_ABOUT THIS TASK_: Set down the material exactly. Keep every line.
• • • • •
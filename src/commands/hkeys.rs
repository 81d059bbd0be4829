use async_trait::async_trait;
use bytes::Bytes;

use crate::commands::executable::{Context, Executable};
use crate::commands::CommandParser;
use crate::frame::Frame;
use crate::Error;

/// Returns all field names in the hash stored at key.
///
/// Ref: <https://redis.io/docs/latest/commands/hkeys/>
#[derive(Debug, PartialEq)]
pub struct Hkeys {
    pub key: Bytes,
}

#[async_trait]
impl Executable for Hkeys {
    async fn exec(self, ctx: &mut Context<'_>) -> Result<Frame, Error> {
        let fields = ctx.db().hashes.keys(&self.key).await?;

        Ok(Frame::Array(fields.into_iter().map(Frame::Bulk).collect()))
    }
}

impl TryFrom<&mut CommandParser> for Hkeys {
    type Error = Error;

    fn try_from(parser: &mut CommandParser) -> Result<Self, Self::Error> {
        let key = parser.next_bytes()?;

        Ok(Self { key })
    }
}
• • • • •
_SOLUTION TO THIS TASK_:
filename src/commands/hkeys.rs
repository 81d059bbd0be4829
use async_trait::async_trait;
use bytes::Bytes;

use crate::commands::executable::{Context, Executable};
use crate::commands::CommandParser;
use crate::frame::Frame;
use crate::Error;

/// Returns all field names in the hash stored at key.
///
/// Ref: <https://redis.io/docs/latest/commands/hkeys/>
#[derive(Debug, PartialEq)]
pub struct Hkeys {
    pub key: Bytes,
}

#[async_trait]
impl Executable for Hkeys {
    async fn exec(self, ctx: &mut Context<'_>) -> Result<Frame, Error> {
        let fields = ctx.db().hashes.keys(&self.key).await?;

        Ok(Frame::Array(fields.into_iter().map(Frame::Bulk).collect()))
    }
}

impl TryFrom<&mut CommandParser> for Hkeys {
    type Error = Error;

    fn try_from(parser: &mut CommandParser) -> Result<Self, Self::Error> {
        let key = parser.next_bytes()?;

        Ok(Self { key })
    }
}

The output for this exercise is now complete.